Commanders and leaders
- Erik Sjöblad: Niels Juel

Strength
- 3 men of war 5 armed merchants 4 minor vessels 394 guns: 13 men of war 670 guns

Casualties and losses
- 8 ships at least 1,500 dead, wounded or missing: Negligible

= Battle of Møn =

1677 naval battle

The Battle of Møn, also known as the Battle of Fehmarn, took place 31 May–1 June 1677, as part of the Scanian War. A smaller Swedish squadron under Admiral Erik Sjöblad attempted to sail from Gothenburg to join the main Swedish fleet in the Baltic Sea. It was intercepted by a superior Danish-Norwegian force under Niels Juel and decimated over the course of two days. The Swedes lost 8 ships and over 1,500 men dead, injured or captured, including Admiral Sjöblad himself, while the Danish losses were insignificant.
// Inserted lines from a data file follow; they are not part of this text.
use serde::{Deserialize, Serialize};
use std::fmt;
use std::str::FromStr;

use super::backend::EncoderFactory;

/// Output container selected by the user
#[derive(Debug, Clone, Copy, PartialEq, Eq, Hash, Serialize, Deserialize)]
#[serde(rename_all = "lowercase")]
pub enum ContainerFormat {
    WebM,
    Mp4,
}

impl ContainerFormat {
    /// Token used as the file extension
    pub fn extension(&self) -> &'static str {
        match self {
            ContainerFormat::WebM => "webm",
            ContainerFormat::Mp4 => "mp4",
        }
    }

    /// MIME type of artifacts in this container
    pub fn mime_type(&self) -> &'static str {
        match self {
            ContainerFormat::WebM => "video/webm",
            ContainerFormat::Mp4 => "video/mp4",
        }
    }

    /// Codec pairings to probe, most preferred first
    pub fn candidates(&self) -> &'static [&'static str] {
        match self {
            ContainerFormat::WebM => &["video/webm;codecs=vp9,opus", "video/webm;codecs=vp8,opus"],
            ContainerFormat::Mp4 => &["video/mp4;codecs=avc1,mp4a"],
        }
    }
}

impl fmt::Display for ContainerFormat {
    fn fmt(&self, f: &mut fmt::Formatter<'_>) -> fmt::Result {
        f.write_str(self.extension())
    }
}

impl FromStr for ContainerFormat {
    type Err = String;

    fn from_str(s: &str) -> Result<Self, Self::Err> {
        match s.to_ascii_lowercase().as_str() {
            "webm" => Ok(ContainerFormat::WebM),
            "mp4" => Ok(ContainerFormat::Mp4),
            other => Err(format!("Unknown container format: {}", other)),
        }
    }
}

/// Pick the first candidate of `container` the encoder factory supports
///
/// Returns `None` when no pairing is supported. No other container is tried.
pub fn negotiate_mime_type(
    container: ContainerFormat,
    factory: &dyn EncoderFactory,
) -> Option<String> {
    container
        .candidates()
        .iter()
        .find(|candidate| factory.is_type_supported(candidate))
        .map(|candidate| candidate.to_string())
}
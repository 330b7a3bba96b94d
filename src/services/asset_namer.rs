//! 图片命名服务 - 业务能力层
//!
//! 为题目中的每张图片分配确定的文件名前缀（槽位）。
//! 题目物化流程和两个文档生成器都通过这里推导名称，
//! 因此同一道题在各处得到的选项标签与图片前缀完全一致。
//!
//! | 位置     | 槽位标签                    |
//! |----------|-----------------------------|
//! | 题干     | `title_img_{n}`             |
//! | 选项     | `option_{label}_img_{n}`    |
//! | 正确答案 | `correct_answer_{a}_img_{n}`|
//! | 答案解析 | `correct_replay_img_{n}`    |

use crate::models::{Item, Question};
use crate::utils::{clean_text, extract_image_urls, first_paragraph_text};
use std::fmt;
use url::Url;

/// 无法从 URL 推断扩展名时使用的默认扩展名
pub const DEFAULT_EXTENSION: &str = ".png";

/// 扩展名（含点）允许的最大字符数
const MAX_EXTENSION_CHARS: usize = 5;

/// 选项标签：单个字母，或选项序号
#[derive(Debug, Clone, PartialEq, Eq)]
pub enum OptionLabel {
    Letter(char),
    Index(i64),
}

impl fmt::Display for OptionLabel {
    fn fmt(&self, f: &mut fmt::Formatter<'_>) -> fmt::Result {
        match self {
            OptionLabel::Letter(c) => write!(f, "{}", c),
            OptionLabel::Index(n) => write!(f, "{}", n),
        }
    }
}

/// 图片所在位置
#[derive(Debug, Clone, PartialEq, Eq)]
pub enum ImageSlot {
    Title,
    Option(OptionLabel),
    /// 第 a 个正确答案（从 1 开始）
    CorrectAnswer(usize),
    Replay,
}

impl ImageSlot {
    /// 该位置所有图片共用的文件名前缀
    pub fn prefix(&self) -> String {
        match self {
            ImageSlot::Title => "title_img_".to_string(),
            ImageSlot::Option(label) => format!("option_{}_img_", label),
            ImageSlot::CorrectAnswer(a) => format!("correct_answer_{}_img_", a),
            ImageSlot::Replay => "correct_replay_img_".to_string(),
        }
    }

    /// 第 n 张图片的槽位标签
    pub fn label(&self, n: usize) -> String {
        format!("{}{}", self.prefix(), n)
    }
}

/// 一条待下载的图片引用
#[derive(Debug, Clone, PartialEq, Eq)]
pub struct ImageReference {
    pub url: String,
    pub slot: ImageSlot,
    /// 槽位内序号（从 1 开始）
    pub sequence: usize,
}

impl ImageReference {
    pub fn slot_label(&self) -> String {
        self.slot.label(self.sequence)
    }

    /// 保存时使用的文件名
    pub fn file_name(&self) -> String {
        format!("{}{}", self.slot_label(), image_extension(&self.url))
    }
}

/// 推导选项标签
///
/// 第一个 `<p>` 的文本恰好是一个字母时使用该字母；
/// 没有 `<p>` 或文本不是单个字母时使用选项序号
pub fn option_label(item: &Item) -> OptionLabel {
    let first = first_paragraph_text(&item.title_html).unwrap_or_default();
    let mut chars = first.chars();
    match (chars.next(), chars.next()) {
        (Some(c), None) if c.is_alphabetic() => OptionLabel::Letter(c),
        _ => OptionLabel::Index(item.order_index),
    }
}

/// 选项的显示文本（题目文本、Markdown、LaTeX 共用）
///
/// 字母标签段落会被合并为 `X. 内容`；内容本身已带有相同前缀时不再重复添加
pub fn option_display_text(item: &Item) -> String {
    let text = clean_text(&item.title_html);
    match option_label(item) {
        OptionLabel::Letter(c) => {
            let body = strip_label_paragraph(&text, c);
            if has_label_prefix(body, &c.to_string()) {
                body.to_string()
            } else {
                format!("{}. {}", c, body).trim_end().to_string()
            }
        }
        OptionLabel::Index(n) => {
            let label = n.to_string();
            if has_label_prefix(&text, &label) {
                text
            } else {
                format!("{}. {}", label, text).trim_end().to_string()
            }
        }
    }
}

/// 去掉开头单独成段的字母标签（标签后可跟同一行内的空白）
fn strip_label_paragraph(text: &str, label: char) -> &str {
    let rest = match text.strip_prefix(label) {
        Some(rest) => rest.trim_start_matches(|c: char| c.is_whitespace() && c != '\n'),
        None => return text,
    };
    if rest.is_empty() || rest.starts_with('\n') {
        rest.trim_start()
    } else {
        text
    }
}

fn has_label_prefix(text: &str, label: &str) -> bool {
    text.strip_prefix(label)
        .and_then(|rest| rest.chars().next())
        .is_some_and(|c| matches!(c, '.' | '．' | '、' | ')' | '）'))
}

/// 按固定顺序收集一道题中的所有图片引用
///
/// 顺序：题干 → 各选项 → 各正确答案 → 答案解析。
/// 序号按片段内提取顺序编号，不在此处去重或过滤。
pub fn plan_images(question: &Question) -> Vec<ImageReference> {
    let mut refs = Vec::new();

    push_fragment(&mut refs, &question.title_html, ImageSlot::Title);

    for item in &question.items {
        push_fragment(&mut refs, &item.title_html, ImageSlot::Option(option_label(item)));
    }

    for (idx, answer) in question.correct.answers.iter().enumerate() {
        push_fragment(&mut refs, answer, ImageSlot::CorrectAnswer(idx + 1));
    }

    push_fragment(&mut refs, &question.correct.replay_html, ImageSlot::Replay);

    refs
}

fn push_fragment(refs: &mut Vec<ImageReference>, html: &str, slot: ImageSlot) {
    for (i, url) in extract_image_urls(html).into_iter().enumerate() {
        refs.push(ImageReference {
            url,
            slot: slot.clone(),
            sequence: i + 1,
        });
    }
}

/// 是否为可下载的 http(s) 地址
pub fn is_downloadable(url: &str) -> bool {
    url.starts_with("http://") || url.starts_with("https://")
}

/// 从 URL 路径推断扩展名（含点），无法推断时返回 `.png`
pub fn image_extension(url: &str) -> String {
    let path = Url::parse(url)
        .map(|u| u.path().to_string())
        .unwrap_or_default();
    let file_name = path.rsplit('/').next().unwrap_or_default();

    match file_name.rfind('.') {
        Some(dot) if dot > 0 => {
            let ext = &file_name[dot..];
            let len = ext.chars().count();
            if len > 1 && len <= MAX_EXTENSION_CHARS {
                ext.to_string()
            } else {
                DEFAULT_EXTENSION.to_string()
            }
        }
        _ => DEFAULT_EXTENSION.to_string(),
    }
}
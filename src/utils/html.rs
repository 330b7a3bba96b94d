//! 富文本（HTML）处理
//!
//! - `clean_text`: HTML → 纯文本，保留段落与换行
//! - `extract_image_urls`: 提取所有 `<img src>` 地址
//! - `first_paragraph_text`: 第一个段落的纯文本（用于识别选项字母）

use regex::Regex;
use scraper::{ElementRef, Html, Selector};
use std::sync::LazyLock;

static IMG_SELECTOR: LazyLock<Selector> =
    LazyLock::new(|| Selector::parse("img[src]").expect("valid img selector"));
static P_SELECTOR: LazyLock<Selector> =
    LazyLock::new(|| Selector::parse("p").expect("valid p selector"));

static BLANK_LINES: LazyLock<Regex> =
    LazyLock::new(|| Regex::new(r"\n\s*\n").expect("valid blank line regex"));
static EDGE_BLANK_LINE: LazyLock<Regex> =
    LazyLock::new(|| Regex::new(r"^\s*\n|\n\s*$").expect("valid edge regex"));

/// 将 HTML 片段转换为纯文本
///
/// `<p>` 之后追加换行，`<br>` 替换为换行，其余文本按文档顺序拼接；
/// 连续空行压缩为一个空行，最后去掉首尾空白。空输入返回空字符串。
pub fn clean_text(html: &str) -> String {
    if html.is_empty() {
        return String::new();
    }

    let fragment = Html::parse_fragment(html);
    let mut raw = String::with_capacity(html.len());
    collect_text(fragment.root_element(), &mut raw);

    let collapsed = BLANK_LINES.replace_all(&raw, "\n\n");
    let trimmed = EDGE_BLANK_LINE.replace_all(&collapsed, "");
    trimmed.trim().to_string()
}

fn collect_text(element: ElementRef<'_>, out: &mut String) {
    for child in element.children() {
        if let Some(child_element) = ElementRef::wrap(child) {
            match child_element.value().name() {
                "br" => out.push('\n'),
                "p" => {
                    collect_text(child_element, out);
                    out.push('\n');
                }
                _ => collect_text(child_element, out),
            }
        } else if let Some(text) = child.value().as_text() {
            out.push_str(text);
        }
    }
}

/// 提取片段中所有不重复的图片地址（按首次出现顺序）
pub fn extract_image_urls(html: &str) -> Vec<String> {
    if html.is_empty() {
        return Vec::new();
    }

    let fragment = Html::parse_fragment(html);
    let mut urls: Vec<String> = Vec::new();
    for img in fragment.select(&IMG_SELECTOR) {
        let src = img.value().attr("src").unwrap_or_default().trim();
        if !src.is_empty() && !urls.iter().any(|u| u == src) {
            urls.push(src.to_string());
        }
    }
    urls
}

/// 第一个 `<p>` 的文本；片段中没有段落时返回 None
pub fn first_paragraph_text(html: &str) -> Option<String> {
    let fragment = Html::parse_fragment(html);
    fragment
        .select(&P_SELECTOR)
        .next()
        .map(|p| p.text().collect::<String>().trim().to_string())
}
/// 转义 LaTeX 特殊字符
///
/// 逐字符替换，反斜杠产生的 `{}` 不会被再次转义。
pub fn escape_latex(text: &str) -> String {
    let mut out = String::with_capacity(text.len() + text.len() / 4);
    for ch in text.chars() {
        match ch {
            '\\' => out.push_str(r"\textbackslash{}"),
            '{' => out.push_str(r"\{"),
            '}' => out.push_str(r"\}"),
            '&' => out.push_str(r"\&"),
            '%' => out.push_str(r"\%"),
            '$' => out.push_str(r"\$"),
            '#' => out.push_str(r"\#"),
            '_' => out.push_str(r"\_"),
            '^' => out.push_str(r"\^{}"),
            '~' => out.push_str(r"\textasciitilde{}"),
            _ => out.push(ch),
        }
    }
    out
}

/// 转义并把空行转换为 `\par`
pub fn escape_paragraphs(text: &str) -> String {
    escape_latex(text).replace("\n\n", "\n\\par\n")
}

#[cfg(test)]
mod tests {
    use super::*;

    #[test]
    fn test_each_special_character() {
        assert_eq!(escape_latex(r"\"), r"\textbackslash{}");
        assert_eq!(escape_latex("{x}"), r"\{x\}");
        assert_eq!(escape_latex("a&b%c$d#e_f"), r"a\&b\%c\$d\#e\_f");
        assert_eq!(escape_latex("x^2~y"), r"x\^{}2\textasciitilde{}y");
        assert_eq!(escape_latex(""), "");
        assert_eq!(escape_latex("中文"), "中文");
    }

    #[test]
    fn test_backslash_braces_not_escaped_twice() {
        let once = escape_latex(r"\alpha_{1}");
        assert_eq!(once, r"\textbackslash{}alpha\_\{1\}");
        assert!(!once.contains(r"\textbackslash\{\}"));

        let twice = escape_latex(&once);
        assert!(!twice.contains(r"\textbackslash\{\}"));
        assert!(twice.starts_with(r"\textbackslash{}textbackslash\{\}"));
    }

    #[test]
    fn test_escape_paragraphs() {
        assert_eq!(escape_paragraphs("a\n\nb_c"), "a\n\\par\nb\\_c");
    }
}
The victory prevented the Swedish navy from concentrating its forces and provided valuable prize ships for the Danish navy. It confirmed Danish supremacy at sea during the war and laid the ground for the major Danish-Norwegian victory at Køge Bay 1–2 July that same year.

==Prelude==
Henrik Horn was appointed commander-in-chief of the Swedish navy in March 1677, becoming the third consecutive navy chief (after Gustaf Otto Stenbock and Lorentz Creutz) without any naval experience. The Danish fleet, on the other hand, was well-staffed with capable, experienced officers, which placed the Swedes at a marked disadvantage from the outset. Horn was quickly informed that Dutch reinforcements under Tromp were heading for the Baltic, and on 21 April he was received orders from King Charles to join the main body of the Swedish fleet with a minor squadron anchored off Gothenburg under the command of Erik Sjöblad. The main fleet did not get to sea until early June, but Sjöblad nevertheless sailed as early as 20 May to join Horn. Sjöblad tried to sail through the Great Belt, but was becalmed for on the 23rd and did not pass Langeland until the 29th.
 Danish admiral Niels Juel, victor of the battles of Bornholm and Öland in 1676 was already at sea with 13 large warships, a yacht and two fireships when he received the report on Sjöblad's position on 28 May; within two days, the two fleets had sighted one another.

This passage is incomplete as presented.